Арнольд и Марта были женаты шесть лет. За это время трижды им пришлось сменить место жительства из-за Арнольдовых махинаций. Один раз его чуть не убили – и вот тут-то и крылось то нечто, чему и названия-то сразу не подберешь, ну, скажем, причина, почему он не собирался расставаться с женой. Марта была чем-то вроде талисмана, в чем он не признался бы даже самому себе. Было в ней что-то, что пугало его и заставляло сохранять хотя бы видимость хороших отношений. Кроме того, он боялся ее потерять. Да-да, он боялся потерять свою жену Марту, недалекую, неинтересную и некрасивую.

Они познакомились на вечеринке у едва знакомых ему людей, куда он попал случайно, от нечего делать и с целью перекусить, так как сидел на тот момент на мели. Марта привлекла его внимание тем, что после бокала шампанского пребывала в состоянии какого-то судорожного веселья и беспрерывно хохотала. Деваться Арнольду было некуда, знакомых у него в этом городе не было, и он стал оказывать ей знаки внимания, хотя девушка была совсем не в его вкусе. Ему всегда нравились худощавые небольшие блондинки «со стервинкой». Марта же была темноволосой, сероглазой, довольно миловидной молодой женщиной, простоватой на вид, которой не помешало бы сбросить пару-другую лишних килограммов.

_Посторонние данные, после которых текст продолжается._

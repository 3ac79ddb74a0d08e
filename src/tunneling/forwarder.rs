use std::net::SocketAddr;

use russh::client;
use tokio::{
    io::{AsyncRead, AsyncWrite},
    net::TcpStream,
};

use super::{handler::ClientHandler, tunnel::TunnelError};

/// Carries one local connection to the database through its own `direct-tcpip` channel.
#[derive(Clone)]
pub(super) struct Forwarder {
    to_addr: String,
    to_port: u16,
}

impl Forwarder {
    pub fn new(to_addr: &str, to_port: u16) -> Self {
        Forwarder {
            to_addr: to_addr.to_string(),
            to_port,
        }
    }
    pub fn addr(&self) -> &str {
        &self.to_addr
    }
    pub fn port(&self) -> u16 {
        self.to_port
    }
    pub async fn run(
        &self,
        session: &client::Handle<ClientHandler>,
        stream: TcpStream,
        peer: SocketAddr,
    ) -> Result<(u64, u64), TunnelError> {
        let channel = session
            .channel_open_direct_tcpip(
                self.to_addr.clone(),
                u32::from(self.to_port),
                peer.ip().to_string(),
                u32::from(peer.port()),
            )
            .await?;
        pipe(stream, channel.into_stream()).await
    }
}

/// Copies both ways until either side closes; returns (sent, received) byte counts.
async fn pipe<L, R>(mut local: L, mut remote: R) -> Result<(u64, u64), TunnelError>
where
    L: AsyncRead + AsyncWrite + Unpin,
    R: AsyncRead + AsyncWrite + Unpin,
{
    Ok(tokio::io::copy_bidirectional(&mut local, &mut remote).await?)
}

Они долго гуляли в тот вечер. Марта рассказала ему, что отец ее, профессор медицины, умер пять лет назад, она живет вдвоем с мамой и работает учительницей младших классов. Работу свою любит, потому что любит детей. Арнольд снисходительно слушал девичью болтовню, играя роль опытного столичного жителя, крупного специалиста в области авиастроения, каковым представился. Как-то раз его попутчиком в поезде оказался авиаконструктор, настоящий, разумеется, классный мужик, с бабками, который после распитой на двоих бутылки пятизвездочного коньяку (Арнольд было сунулся со своим виски, но Николай Кондратьевич приказал убрать виски прочь, так как солидные и понимающие люди пьют только хороший коньяк) рассказал Арнольду кое-что о современных самолетах, а также из истории отечественного и зарубежного самолетостроения.

Сейчас Арнольд, поняв, с кем имеет дело, и нисколько не опасаясь быть уличенным в самозванстве, рассказывал о своей лаборатории, о замечательных проектах суперлайнеров с неконвенционными системами двигателей, о ночных испытаниях и абсолютной засекреченности всех материалов. Он был так убедителен, что и сам себе почти верил, а Марта все смотрела на него ласковыми темно-серыми глазами. С некоторой опаской он принял приглашение на чай, разумеется, не на сегодня, а на завтра, то есть все-таки уже на сегодня… Они расхохотались, так как было уже за полночь.

– Простовата, – подумал он тогда, – а, интересно, какова мамаша-профессорша? А может, враки про папика-профессора?

Сам Арнольд врал постоянно, даже не ради, а вернее, не только ради выгоды, а еще и по внутренней потребности, ради искусства, как, например, поэты сочиняют стихи, а композиторы – музыку. К его удивлению, мама, Таиса Леонидовна, оказалась весьма далекой от образа профессорской жены, как он себе это представлял. Такое простодушие сквозило в каждом ее движении и каждом слове, что Арнольд сначала было устыдился своего беспардонного авиаконструкторского стеба. Но уж очень случай был хорош, грех не воспользоваться. Таиса Леонидовна была еще довольно молодой женщиной, недалекой, не очень образованной – как он узнал потом, профессор, известный специалист по болезням костей и суставов, влюбился в молоденькую сестричку, оставил свою семью и женился на ней, удочерив ее двухлетнюю дочку Марту.

Таиса Леонидовна обласкала Арнольда, и он был сначала тронут, но потом, оставаясь верным гнусной привычке видеть в людях лишь дурное и любой, самый незначительный поступок объяснять исключительно выгодой, сказал себе: «Еще бы, дочке уже четвертак натикало, не меньше, застоялась кобылка!»